In Canada, we don’t vote directly for the Prime Minister. We vote for the local MP. The party that elects the most candidates forms the government, and the leader of that party become PM. So if I don’t want the leader of Party A to become Prime Minister, I don’t vote for the local candidate for Party A. I might vote for the local candidate for Party B, because I think she’s got the best chance of beating the local candidate for Party A, thus denying the leader of Party A one MP. Or I might vote for the local candidate for Party C, because Party C’s platform matches my own views the best.
In the meltdown of 1993, there was a widespread rejection of the Conservative government, so voters who wanted to get rid of the Conservatives had to vote for candidates from other parties. This time, people wanted the Liberals out, so they voted for other parties. It’s not an option in our system to say “I don’t think Paul Martin’s a good PM, and I want him out, but I’ll vote for the local Liberal.” If you want him out, you don’t vote Liberal. If you do vote Liberal, you’re voting directly for the local Liberal, and indirectly for Paul Martin.
But I really think that the question isn’t “why does Canada have such swings and the U.S. doesn’t?” The question is: “why are incumbents so strong in the US?” I’ve seen a couple of studies that say that the US has the lowest turn-over rate in its national legislature of any of the western democracies. So it’s not just that the US and Canada are out of step; on this point, the US is out of step with most western democracies.

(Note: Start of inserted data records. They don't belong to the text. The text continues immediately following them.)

/*
[INPUT]:  Crate modules and public type definitions
[OUTPUT]: Public BYDFi adapter crate surface
[POS]:    Crate root - module wiring
[UPDATE]: When public modules or exports change
*/

pub mod auth;
pub mod backoff;
pub mod config;
pub mod http;
pub mod types;
pub mod ws;

// Re-export commonly used types from auth
pub use auth::{Credentials, HmacSigner, ServerClock};

pub use backoff::{Backoff, BackoffConfig};
pub use config::{ClientConfig, WsConfig};

// Re-export commonly used types from http
pub use http::{
    BydfiClient,
    BydfiError,
    ErrorCategory,
    RateCategory,
    RateLimitPolicy,
    RateLimiter,
    RequestParams,
    Result,
    RetryConfig,
};

// Re-export all types
pub use types::*;

// Re-export commonly used types from ws
pub use ws::{
    BydfiWebSocket,
    ConnectionState,
    StreamKind,
    StreamMessage,
    Subscription,
    SubscriptionId,
};
/*
[INPUT]:  WebSocket configuration and subscription channels
[OUTPUT]: Real-time market data and user data updates
[POS]:    WebSocket layer - real-time data streams
[UPDATE]: When adding new channels or changing connection logic
*/

pub mod client;
pub mod message;
pub mod subscription;

pub use client::{BydfiWebSocket, ConnectionState};
pub use message::{InboundFrame, StreamKind, StreamMessage};
pub use subscription::{Channel, Subscription, SubscriptionId, SubscriptionManager};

But that’s another thread.
So, RickJay, who got the prize? did I miss the formal announcement skimming the thread?
The incumbent turnover rate is low in the US because the incumbent’s political party controls the process: they draw up the voting districts, they run the electoral process. You need look no farther than the shenanigans in Florida during the 2000 election to see what I mean.
that is something I find very odd. Seeing as your system is set up with so many checks and balances why wouldn’t you have a neutral third party set up the electoral process to avoid such shenanigans. For all teh problems I have with aspects of our system Elections Canada does a very decent job in keeping everything standardized and above board.
I am putting together a spreadsheet today to determine the winner, as my small brain cannot handle doing it by hand. Winner will be announced by tomorrow morning.
You might call that a historical oversight. Some of us are working on it: http://www.committeeforfairelections.com/ The American system being what it is, it has to be done one state at a time, and partisanship – not only institutional, but popular – can be a real obstacle. Schwarzenegger’s initiative to set up such a system in California just might have been approved by the voters, if a Democrat had proposed it.